Cheers for your input man I’ve read that article and it seems to back up in part what I am seeing. I think the reason I’m not getting problems with lower buffer sizes is that I use an external instrument, an Electron analog Keys for most of my voices and also only use drum modules, sequencers and mixers and VST 3 effects in most of my patches. If I understand it correctly my VST effects using VCV Host run on a different core to VCV Rack and don’t impact the resources of VCV rack. Also the reason I use a low buffer size is to reduce the latency of my Electron device. I also set Host’s buffer size to 64 samples as well. I tend to make my own brand of minimal psychedelic Techno based loosely around Steve Hillages System 7, who I have followed since his early days with Gong, which tends to be drum and effects heavy.

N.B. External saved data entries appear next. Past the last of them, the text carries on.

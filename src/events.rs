//! Typed publish/subscribe shared by every stateful component.
//!
//! An event type is usually an enum whose variants carry the payload; its
//! [`Event::Kind`] is the matching field-less enum that subscribers filter
//! on. Handlers run synchronously, in subscription order, on the thread that
//! publishes.
//!
//! ```
//! use slide_embed::events::{Event, EventBus};
//!
//! #[derive(Debug)]
//! enum Tick { Fired(u32) }
//!
//! impl Event for Tick {
//!     type Kind = ();
//!     fn kind(&self) -> Self::Kind {}
//! }
//!
//! let mut bus = EventBus::new();
//! let sub = bus.subscribe((), |event: &Tick| println!("{event:?}"));
//! assert_eq!(bus.publish(&Tick::Fired(1)), 1);
//! assert!(bus.unsubscribe(sub));
//! assert_eq!(bus.publish(&Tick::Fired(2)), 0);
//! ```

use std::fmt;
use std::hash::Hash;

/// An event payload that knows which named kind it belongs to.
pub trait Event {
    type Kind: Copy + Eq + Hash + fmt::Debug;

    fn kind(&self) -> Self::Kind;
}

/// Handle returned by [`EventBus::subscribe`], used to unsubscribe.
#[derive(Debug, Clone, Copy, PartialEq, Eq, Hash)]
pub struct Subscription(u64);

type Handler<E> = Box<dyn FnMut(&E)>;

struct Entry<E: Event> {
    id: u64,
    kind: E::Kind,
    handler: Handler<E>,
}

/// Subscriber registry for one event type.
pub struct EventBus<E: Event> {
    next_id: u64,
    entries: Vec<Entry<E>>,
}

impl<E: Event> EventBus<E> {
    pub fn new() -> Self {
        Self {
            next_id: 0,
            entries: Vec::new(),
        }
    }

    /// Register `handler` for events of `kind`.
    pub fn subscribe<F>(&mut self, kind: E::Kind, handler: F) -> Subscription
    where
        F: FnMut(&E) + 'static,
    {
        let id = self.next_id;
        self.next_id += 1;
        self.entries.push(Entry {
            id,
            kind,
            handler: Box::new(handler),
        });
        Subscription(id)
    }

    /// Remove a handler. Returns `false` if it was already gone.
    pub fn unsubscribe(&mut self, subscription: Subscription) -> bool {
        let before = self.entries.len();
        self.entries.retain(|e| e.id != subscription.0);
        self.entries.len() != before
    }

    /// Deliver `event` to every handler subscribed to its kind.
    ///
    /// Returns the number of handlers invoked.
    pub fn publish(&mut self, event: &E) -> usize {
        let kind = event.kind();
        let mut delivered = 0;
        for entry in self.entries.iter_mut().filter(|e| e.kind == kind) {
            (entry.handler)(event);
            delivered += 1;
        }
        delivered
    }

    /// Drop every handler.
    pub fn clear(&mut self) {
        self.entries.clear();
    }

    pub fn subscriber_count(&self) -> usize {
        self.entries.len()
    }
}

impl<E: Event> Default for EventBus<E> {
    fn default() -> Self {
        Self::new()
    }
}

impl<E: Event> fmt::Debug for EventBus<E> {
    fn fmt(&self, f: &mut fmt::Formatter<'_>) -> fmt::Result {
        let kinds: Vec<E::Kind> = self.entries.iter().map(|e| e.kind).collect();
        f.debug_struct("EventBus").field("subscribers", &kinds).finish()
    }
}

I used the default patch so that other people if they wanted to try this would be using the same starting point. When I am running a larger patch changing the buffer from 256 to 64 samples the CPU load remains pretty content only increasing when I try to use 32 or 16 samples. I have no idea what the effect of using MOTU’s proprietary driver has although I do know that it reduces the latency by about 1.5 mS compared to Apples Core Audio driver at a buffer size of 128 samples.

Whoa, that is one heck of an optimization, seems odd, Apple’s CoreAudio is known to be extremely low latency and highly optimized. Must be the only company that had to roll their own?